PROBLEM: Pull every line holding the word "PseudoStack" from the data below and copy it.

══ PROVIDED ENTRIES

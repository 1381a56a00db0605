// Copyright 2018-2022 Clemens Lutz
//
// Licensed under the Apache License, Version 2.0 (the "License");
// you may not use this file except in compliance with the License.
// You may obtain a copy of the License at
//
//     http://www.apache.org/licenses/LICENSE-2.0
//
// Unless required by applicable law or agreed to in writing, software
// distributed under the License is distributed on an "AS IS" BASIS,
// WITHOUT WARRANTIES OR CONDITIONS OF ANY KIND, either express or implied.
// See the License for the specific language governing permissions and
// limitations under the License.


//! The execution state of a worker group.
//!
//! A worker group runs the join as a state machine over depths. Depth 0 loads
//! the source relation (or, in a right outer pass, the base depth loads the
//! unmatched rows of an inner relation), depths `1..=nrels` join one inner
//! relation each, and depth `nrels + 1` projects the joined combinations into
//! the destination store. Each stage returns the depth to continue at.

use crate::join::control::{ErrorCode, KernContext, KernGpuJoin};
use crate::join::funcs::GpuJoinFuncs;
use crate::join::multirels::MultiRels;
use crate::join::pseudo_stack::PseudoStack;
use crate::join::suspend::{GroupSegment, LaneCursor, SuspendBlock, SuspendSlot, SuspendedLane};

use data_store::{DataStore, DestStore, RowRef};
use simt_runtime::runtime::worker_group::WorkerGroup;
use tracing::debug;

/// The outcome of a stage.
#[derive(Clone, Copy, Debug, PartialEq, Eq)]
pub(crate) enum Flow {
    /// Continue at the depth.
    Depth(u32),
    /// All input is consumed and all depths are drained.
    Complete,
    /// The destination store is full, and the group saved its context.
    Suspend,
    /// A lane raised an error.
    Bailout,
}

/// Arguments shared by all groups of a kernel launch.
pub(crate) struct KernelArgs<'k, F> {
    pub kgjoin: &'k KernGpuJoin,
    pub kmrels: &'k MultiRels,
    pub kds_src: Option<&'k DataStore>,
    pub kds_dst: &'k DestStore,
    pub funcs: &'k F,
}

impl<'k, F> Clone for KernelArgs<'k, F> {
    fn clone(&self) -> Self {
        *self
    }
}

impl<'k, F> Copy for KernelArgs<'k, F> {}

/// Variables shared by the lanes of a worker group.
#[derive(Clone, Debug)]
pub(crate) struct GroupShared {
    pub scan_done: bool,
    pub base_depth: u32,
    pub src_read_pos: u32,
    pub dst_base_index: u32,
    pub dst_base_usage: u32,
    pub wip_count: Vec<u32>,
    pub read_pos: Vec<u32>,
    pub write_pos: Vec<u32>,
    pub stat_source_nitems: u32,
    pub stat_nitems: Vec<u32>,
}

impl GroupShared {
    fn new(ndepths: usize, base_depth: u32) -> Self {
        Self {
            scan_done: false,
            base_depth,
            src_read_pos: 0,
            dst_base_index: 0,
            dst_base_usage: 0,
            wip_count: vec![0; ndepths],
            read_pos: vec![0; ndepths],
            write_pos: vec![0; ndepths],
            stat_source_nitems: 0,
            stat_nitems: vec![0; ndepths],
        }
    }
}

/// Private variables of a lane.
#[derive(Debug)]
pub(crate) struct LaneState<'a> {
    pub l_state: Vec<LaneCursor>,
    pub matched: Vec<bool>,
    pub kcxt: KernContext<'a>,
}

/// A worker group bound to its segment of the control object.
pub(crate) struct GroupFrame<'k, F> {
    pub group: &'k WorkerGroup,
    pub args: KernelArgs<'k, F>,
    pub pstack: &'k mut PseudoStack,
    pub suspend: &'k mut SuspendSlot,
    pub shared: GroupShared,
    pub lanes: Vec<LaneState<'k>>,
}

impl<'k, F> GroupFrame<'k, F>
where
    F: GpuJoinFuncs,
{
    pub fn new(
        group: &'k WorkerGroup,
        args: KernelArgs<'k, F>,
        segment: &'k mut GroupSegment,
        base_depth: u32,
    ) -> Self {
        let ndepths = args.kmrels.nrels() as usize + 1;
        let lanes = group
            .lanes()
            .map(|_| LaneState {
                l_state: vec![LaneCursor::Start; ndepths],
                matched: vec![false; ndepths],
                kcxt: KernContext::new(args.kgjoin.params(), args.kmrels.crc32_table()),
            })
            .collect();
        let GroupSegment { pstack, suspend } = segment;

        Self {
            group,
            args,
            pstack,
            suspend,
            shared: GroupShared::new(ndepths, base_depth),
            lanes,
        }
    }

    pub fn nrels(&self) -> u32 {
        self.args.kmrels.nrels()
    }

    pub fn local_size(&self) -> u32 {
        self.group.local_size()
    }

    /// True if `depth` can take one more output row from every lane.
    pub fn has_room(&self, depth: u32) -> bool {
        self.shared.write_pos[depth as usize] + self.local_size() <= self.pstack.nrooms()
    }

    /// Barrier with a vote on whether any lane raised an error.
    pub fn error_vote(&self) -> bool {
        let lanes = &self.lanes;
        self.group
            .sync_or(|lane| lanes[lane as usize].kcxt.is_error())
    }

    /// Raises an error on lane 0 and bails out of the current stage.
    pub fn bailout<S: Into<String>>(&mut self, code: ErrorCode, message: S) -> Flow {
        if let Some(lane) = self.lanes.first_mut() {
            lane.kcxt.set_error(code, message);
        }
        Flow::Bailout
    }

    /// Appends the new combinations of all lanes to `depth`.
    ///
    /// Lane `i` contributes `results[i]`: the outer record at `depth - 1`
    /// (or `None` for a null-extended prefix) and the row joined at `depth`.
    /// The combinations are compacted in lane order. Returns `None` if the
    /// pseudo-stack overflowed.
    pub fn push_combinations(
        &mut self,
        depth: u32,
        results: &[Option<(Option<u32>, RowRef)>],
    ) -> Option<u32> {
        let flags: Vec<bool> = results.iter().map(Option::is_some).collect();
        let (offsets, count) = self.group.stairlike_binary_count(&flags);
        let base = self.shared.write_pos[depth as usize];

        let mut overflow = false;
        for (lane, (result, offset)) in results.iter().zip(offsets).enumerate() {
            if let Some((outer, row)) = *result {
                if !self.pstack.write_record(depth, base + offset, outer, row) {
                    self.lanes[lane].kcxt.set_error(
                        ErrorCode::OutOfRange,
                        format!("Pseudo-stack of depth {} overflows", depth),
                    );
                    overflow = true;
                }
            }
        }
        if overflow {
            return None;
        }

        self.shared.write_pos[depth as usize] += count;
        self.shared.stat_nitems[depth as usize] += count;
        Some(count)
    }

    /// Resets the traversal state of all depths below `depth`.
    pub fn reset_lanes_below(&mut self, depth: u32) {
        let from = depth as usize + 1;
        for lane in self.lanes.iter_mut() {
            lane.l_state
                .iter_mut()
                .skip(from)
                .for_each(|s| *s = LaneCursor::Start);
            lane.matched.iter_mut().skip(from).for_each(|m| *m = false);
        }
    }

    /// Saves the group's state, to continue at `depth` after a resume.
    pub fn suspend_context(&mut self, depth: u32) {
        let shared = &self.shared;
        let block = SuspendBlock {
            layout: self.args.kgjoin.layout(),
            base_depth: shared.base_depth,
            depth,
            scan_done: shared.scan_done,
            src_read_pos: shared.src_read_pos,
            wip_count: shared.wip_count.clone(),
            read_pos: shared.read_pos.clone(),
            write_pos: shared.write_pos.clone(),
            stat_source_nitems: shared.stat_source_nitems,
            stat_nitems: shared.stat_nitems.clone(),
            lanes: self
                .lanes
                .iter()
                .map(|lane| SuspendedLane {
                    l_state: lane.l_state.clone(),
                    matched: lane.matched.clone(),
                })
                .collect(),
        };

        debug!(
            "Group {} suspends at depth {} with {} pending results",
            self.group.group_id(),
            depth,
            shared.write_pos[self.nrels() as usize] - shared.read_pos[self.nrels() as usize]
        );
        *self.suspend = SuspendSlot::Suspended(Box::new(block));
    }

    /// Restores the group's state from its suspend slot.
    ///
    /// Returns the flow to start with, or `None` if the group already
    /// completed in an earlier launch.
    pub fn resume_context(&mut self) -> Option<Flow> {
        let block = match std::mem::replace(self.suspend, SuspendSlot::Vacant) {
            SuspendSlot::Vacant => return Some(Flow::Depth(self.shared.base_depth)),
            SuspendSlot::Completed => {
                *self.suspend = SuspendSlot::Completed;
                return None;
            }
            SuspendSlot::Suspended(block) => block,
        };

        if block.layout != self.args.kgjoin.layout()
            || block.base_depth != self.shared.base_depth
            || block.lanes.len() != self.lanes.len()
            || block.read_pos.len() != self.shared.read_pos.len()
        {
            return Some(self.bailout(
                ErrorCode::WrongCodeGeneration,
                "Suspend context does not match the control object",
            ));
        }

        let SuspendBlock {
            depth,
            scan_done,
            src_read_pos,
            wip_count,
            read_pos,
            write_pos,
            stat_source_nitems,
            stat_nitems,
            lanes,
            ..
        } = *block;

        self.shared.scan_done = scan_done;
        self.shared.src_read_pos = src_read_pos;
        self.shared.wip_count = wip_count;
        self.shared.read_pos = read_pos;
        self.shared.write_pos = write_pos;
        self.shared.stat_source_nitems = stat_source_nitems;
        self.shared.stat_nitems = stat_nitems;
        for (lane, saved) in self.lanes.iter_mut().zip(lanes) {
            lane.l_state = saved.l_state;
            lane.matched = saved.matched;
        }

        Some(Flow::Depth(depth))
    }

    /// Runs stages until the group completes, suspends, or bails out.
    pub fn run(&mut self, mut flow: Flow) -> Flow {
        loop {
            flow = match flow {
                Flow::Depth(depth) => self.exec_depth(depth),
                other => return other,
            };
        }
    }

    fn exec_depth(&mut self, depth: u32) -> Flow {
        let nrels = self.nrels();
        let base_depth = self.shared.base_depth;

        if depth < base_depth || depth > nrels + 1 {
            self.bailout(
                ErrorCode::WrongCodeGeneration,
                format!("Depth {} is out of range", depth),
            )
        } else if depth == base_depth {
            if base_depth == 0 {
                self.load_source()
            } else {
                self.load_outer(depth)
            }
        } else if depth == nrels + 1 {
            self.projection()
        } else {
            match self.args.kmrels.chunk(depth).map(|c| c.is_nestloop()) {
                Some(true) => self.exec_nestloop(depth),
                Some(false) => self.exec_hashjoin(depth),
                None => self.bailout(
                    ErrorCode::WrongCodeGeneration,
                    format!("No inner relation at depth {}", depth),
                ),
            }
        }
    }

    /// Marks the group as finished and adds its statistics to the control
    /// object.
    pub fn complete(&mut self) {
        *self.suspend = SuspendSlot::Completed;

        let kgjoin = self.args.kgjoin;
        let shared = &self.shared;
        if shared.base_depth == 0 {
            kgjoin.add_source_nitems(shared.stat_source_nitems);
            kgjoin.add_outer_nitems(shared.stat_nitems[0]);
        }
        for depth in shared.base_depth.max(1)..=self.nrels() {
            kgjoin.add_stat_nitems(depth, shared.stat_nitems[depth as usize]);
        }
    }

    /// Writes the errors of all lanes back to the control object.
    pub fn writeback_error(&self) {
        let kerror = self.args.kgjoin.kerror();
        self.lanes
            .iter()
            .filter(|lane| lane.kcxt.is_error())
            .for_each(|lane| kerror.writeback(lane.kcxt.errcode(), lane.kcxt.message()));
    }
}

#[cfg(test)]
mod tests {
    use super::*;
    use crate::join::multirels::JoinType;
    use crate::join::tests::TestKernel;
    use std::error::Error;

    #[test]
    fn cursors_stay_ordered() -> Result<(), Box<dyn Error>> {
        let mut kernel = TestKernel::new(&[JoinType::Inner, JoinType::Left], true, 4)?;
        let flow = kernel.with_frame(|frame| {
            let mut flow = Flow::Depth(0);
            let mut steps = 0;
            while let Flow::Depth(depth) = flow {
                flow = frame.exec_depth(depth);
                for d in 0..frame.shared.read_pos.len() {
                    assert!(frame.shared.read_pos[d] <= frame.shared.write_pos[d]);
                    assert!(frame.shared.write_pos[d] <= frame.pstack.nrooms());
                }
                steps += 1;
                assert!(steps < 10_000, "Join does not terminate");
            }
            flow
        });

        assert_eq!(flow, Flow::Complete);
        assert_eq!(kernel.dst.nitems(), 8);
        Ok(())
    }

    #[test]
    fn complete_folds_statistics() -> Result<(), Box<dyn Error>> {
        let mut kernel = TestKernel::nestloop(1, 4)?;
        kernel.with_frame(|frame| {
            assert_eq!(frame.run(Flow::Depth(0)), Flow::Complete);
            frame.complete();
            assert!(frame.suspend.is_completed());
            assert_eq!(frame.resume_context(), None);
        });

        let stats = kernel.kgjoin.stats();
        assert_eq!(stats.source_nitems, 16);
        assert_eq!(stats.outer_nitems, 16);
        assert_eq!(stats.stat_nitems, vec![8]);
        Ok(())
    }

    #[test]
    fn resume_restores_context() -> Result<(), Box<dyn Error>> {
        let mut kernel = TestKernel::nestloop(2, 4)?;
        kernel.with_frame(|frame| {
            frame.shared.write_pos = vec![8, 5, 2];
            frame.shared.read_pos = vec![4, 1, 0];
            frame.shared.scan_done = true;
            frame.lanes[2].l_state[1] = LaneCursor::Pass(3);
            frame.lanes[2].matched[1] = true;
            frame.suspend_context(3);
        });

        kernel.with_frame(|frame| {
            assert_eq!(frame.resume_context(), Some(Flow::Depth(3)));
            assert_eq!(frame.shared.write_pos, vec![8, 5, 2]);
            assert_eq!(frame.shared.read_pos, vec![4, 1, 0]);
            assert!(frame.shared.scan_done);
            assert_eq!(frame.lanes[2].l_state[1], LaneCursor::Pass(3));
            assert!(frame.lanes[2].matched[1]);
            assert!(!frame.suspend.is_suspended());
        });
        Ok(())
    }

    #[test]
    fn resume_rejects_foreign_layout() -> Result<(), Box<dyn Error>> {
        let mut kernel = TestKernel::nestloop(1, 4)?;
        kernel.with_frame(|frame| {
            frame.suspend_context(2);
            if let SuspendSlot::Suspended(block) = &mut *frame.suspend {
                block.layout.total_length += 8;
            }

            assert_eq!(frame.resume_context(), Some(Flow::Bailout));
            assert_eq!(frame.lanes[0].kcxt.errcode(), ErrorCode::WrongCodeGeneration);
        });
        Ok(())
    }
}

════

YOUR SOLUTION:
use crate::join::pseudo_stack::PseudoStack;
    pub pstack: &'k mut PseudoStack,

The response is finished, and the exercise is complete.